PoliticsMay 28, 2024

Ten things I learned while reading 17,000 words of pre-budget speeches

Pre-budget hype (Image: Tina Tiller)
Pre-budget hype (Image: Tina Tiller)

Anna Rawhiti-Connell finds little light in the darkness before the budget day dawn. 

When Taylor Swift announced at the Grammys in February that she had a new album coming out, it was two and half months before the album itself was released. Very little happens these days without a relentless cycle of hype and build-up. This is true of Taylor Swift’s albums and, as it turns out, government budgets. 

Two and a half weeks ago, finance minister Nicola Willis began a relentless cycle of pre-budget hype, with the first of many pre-budget speeches from many politicians. Rather poetically, she told those assembled at the Hutt Valley Chamber of Commerce on May 9, “It is darkest before the dawn.” A few hours later, crisis meetings were under way regarding a national grid emergency that threatened the country’s supply of light and heat on what was a very cold day. 

For most of us, the economic darkness Willis alluded to will last through this year and into the next. Speaking to the media after, Willis called upon the poets again, saying that this budget would not “wipe every tear from every eye”. No single budget can sustain the weight of the economic turnaround required. 

Nicola Willis, finance minister, will deliver her first budget on Thursday (Photo: Hagen Hopkins/Getty Images)

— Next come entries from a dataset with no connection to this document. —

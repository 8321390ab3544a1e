//! Comment ranges.
//!
//! Comments are not part of the syntax tree. Parsers that are asked for them
//! report their byte ranges separately so rendering layers can colour them.

use serde::{Deserialize, Serialize};

/// A range representing a comment in the source text.
#[derive(Clone, Debug, PartialEq, Eq, Serialize, Deserialize)]
pub struct CommentRange {
    /// Start position (byte offset)
    pub pos: u32,
    /// End position (byte offset)
    pub end: u32,
    /// Whether this is a `/* */` comment
    pub is_multi_line: bool,
}

impl CommentRange {
    pub fn new(pos: u32, end: u32, is_multi_line: bool) -> Self {
        CommentRange {
            pos,
            end,
            is_multi_line,
        }
    }

    /// Get the comment text from source.
    pub fn get_text<'a>(&self, source: &'a str) -> &'a str {
        source
            .get(self.pos as usize..self.end as usize)
            .unwrap_or("")
    }
}
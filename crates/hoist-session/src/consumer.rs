//! The interface between a session and whatever renders its results.

use crate::analysis::Analysis;
use hoist_parser::{NodeIndex, RenderHandle};

/// What changed between the previous analysis and the current one.
#[derive(Debug, Clone, Copy)]
pub enum Change<'a> {
    /// The whole tree was rebuilt. `previous` is the tree it replaced.
    Full { previous: Option<&'a Analysis> },
    /// One function was reparsed. `replaced` is the detached old function
    /// node (still readable in the arena), `inserted` its replacement.
    Partial {
        replaced: NodeIndex,
        inserted: NodeIndex,
    },
}

pub trait Consumer {
    /// Called once for every completed analysis that was not superseded.
    fn on_analyzed(&mut self, analysis: &Analysis, change: Change<'_>);

    /// Called for every render handle the session cleared from a node that
    /// moved or left the tree.
    fn release(&mut self, handle: RenderHandle) {
        let _ = handle;
    }
}

/// Discards every notification.
impl Consumer for () {
    fn on_analyzed(&mut self, _analysis: &Analysis, _change: Change<'_>) {}
}
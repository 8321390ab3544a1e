use anyhow::Result;
use clap::Parser;
use hoist_cli::args::CliArgs;

fn main() -> Result<()> {
    // Only installs a subscriber when HOIST_LOG or RUST_LOG is set.
    hoist_cli::tracing_config::init_tracing();

    let args = CliArgs::parse();
    let output = hoist_cli::run(&args)?;
    print!("{output}");
    Ok(())
}
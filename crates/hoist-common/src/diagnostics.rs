//! Diagnostics collected while parsing in tolerant mode.

use serde::{Deserialize, Serialize};

#[derive(Copy, Clone, Debug, PartialEq, Eq, Serialize, Deserialize)]
pub enum DiagnosticCategory {
    Warning,
    Error,
}

pub mod diagnostic_codes {
    pub const UNEXPECTED_TOKEN: u32 = 1001;
    pub const UNTERMINATED_STRING: u32 = 1002;
    pub const UNTERMINATED_COMMENT: u32 = 1003;
    pub const UNTERMINATED_REGEX: u32 = 1004;
    pub const INVALID_CHARACTER: u32 = 1005;
    pub const NESTING_TOO_DEEP: u32 = 1006;
    pub const INVALID_ASSIGNMENT_TARGET: u32 = 1007;
}

/// Message templates; `{0}`, `{1}` are filled by [`format_message`].
pub mod diagnostic_messages {
    pub const EXPECTED_BUT_FOUND: &str = "Expected {0} but found {1}.";
}

#[derive(Debug, Clone, PartialEq, Eq, Serialize, Deserialize)]
pub struct Diagnostic {
    pub category: DiagnosticCategory,
    pub code: u32,
    pub start: u32,
    pub length: u32,
    pub message_text: String,
}

impl Diagnostic {
    pub fn error(start: u32, length: u32, message: impl Into<String>, code: u32) -> Self {
        Self {
            category: DiagnosticCategory::Error,
            code,
            start,
            length,
            message_text: message.into(),
        }
    }
}

pub fn format_message(message: &str, args: &[&str]) -> String {
    let mut result = message.to_string();
    for (i, arg) in args.iter().enumerate() {
        result = result.replace(&format!("{{{i}}}"), arg);
    }
    result
}
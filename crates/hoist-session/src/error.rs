use hoist_parser::ParseError;

/// Failures inside the reparse pipeline.
///
/// `Parse` and `StructuralMismatch` are handled by the session itself
/// (recovery timer, immediate full reparse) and only surface through
/// [`Session::last_error`](crate::Session::last_error). The worker variants
/// are returned to the session's owner.
#[derive(Debug, thiserror::Error)]
pub enum ReparseError {
    #[error(transparent)]
    Parse(#[from] ParseError),
    #[error("structural mismatch: {0}")]
    StructuralMismatch(String),
    #[error("parse worker has stopped")]
    WorkerGone,
    #[error("failed to start parse worker")]
    Spawn(#[source] std::io::Error),
}

impl ReparseError {
    pub(crate) fn mismatch(reason: impl Into<String>) -> Self {
        ReparseError::StructuralMismatch(reason.into())
    }
}
//! The annotated tree handed to consumers.

use hoist_binder::{ScopeId, ScopeSnapshot, ScopeTree};
use hoist_common::{LineMap, Position};
use hoist_parser::{Node, NodeArena, NodeIndex};

/// A syntax tree, its scope tree, and the text they describe.
#[derive(Debug, Clone)]
pub struct Analysis {
    pub arena: NodeArena,
    pub root: NodeIndex,
    pub scopes: ScopeTree,
    pub text: String,
    /// Strictly increasing across the analyses a session reports.
    pub version: u64,
}

impl Analysis {
    pub fn snapshot(&self) -> ScopeSnapshot {
        ScopeSnapshot::capture(&self.scopes, &self.arena)
    }

    pub fn line_map(&self) -> LineMap {
        LineMap::build(&self.text)
    }

    /// Byte offset of a line/column position in the analyzed text.
    pub fn offset_at(&self, position: Position) -> Option<u32> {
        self.line_map().position_to_offset(position, &self.text)
    }

    /// Scope an identifier or `this` node resolved to.
    pub fn scope_of(&self, node: NodeIndex) -> Option<ScopeId> {
        self.scopes.resolved_scope(node)
    }

    /// Nesting level of the scope an identifier resolved to.
    pub fn level_of(&self, node: NodeIndex) -> Option<u32> {
        self.scope_of(node).map(|scope| self.scopes.level(scope))
    }

    /// Every reference bound to the same binding as `node`.
    pub fn occurrences_of(&self, node: NodeIndex) -> &[NodeIndex] {
        self.scopes
            .binding_of(&self.arena, node)
            .map(|binding| binding.references.as_slice())
            .unwrap_or(&[])
    }

    /// Visit, in pre-order, the nodes whose range overlaps `[start, end]`.
    ///
    /// Subtrees that end before `start` are skipped, and the walk stops at
    /// the first node that starts after `end`.
    pub fn visit_range(&self, start: u32, end: u32, mut f: impl FnMut(NodeIndex, &Node)) {
        let mut stack = vec![self.root];
        while let Some(idx) = stack.pop() {
            let Some(node) = self.arena.get(idx) else {
                continue;
            };
            if node.span.end < start {
                continue;
            }
            if node.span.start > end {
                break;
            }
            f(idx, node);
            let children = self.arena.children(idx);
            stack.extend(children.iter().rev().copied());
        }
    }
}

Last week, like Anubis weighing hearts at the gateway between heaven and hell, the Herald’s Audrey Young held Willis’s first speech and eight other pre-budget speeches in her hands and asked whether one budget could sustain the weight of all those speeches. Young politely requested that she be woken up for the actual budget on May 30. 

As finance minister, Willis is expected to give pre-budget speeches and has done two. Prime minister Christopher Luxon has done four if you include the three speeches given at National party regional conferences. Green party co-leaders Marama Davidson and Chlöe Swarbrick delivered a State of the Planet speech, which we can call a pre-budget speech because any time a politician stands up and talks in front of people within two weeks of the budget, it is officially a pre-budget speech. Labour leader Chris Hipkins has delivered one pre-budget speech. Labour’s finance spokesperson, Barbara Edmonds, also gave a speech for which she earned a nod from Young for breaking through the pre-budget noise. 

Assembled into one groaning Google doc, that noise, excluding the three conference speeches from Luxon, weighs in at just a touch over 17,800 words across six speeches. I read all of it so you don’t have to and here’s what I learned.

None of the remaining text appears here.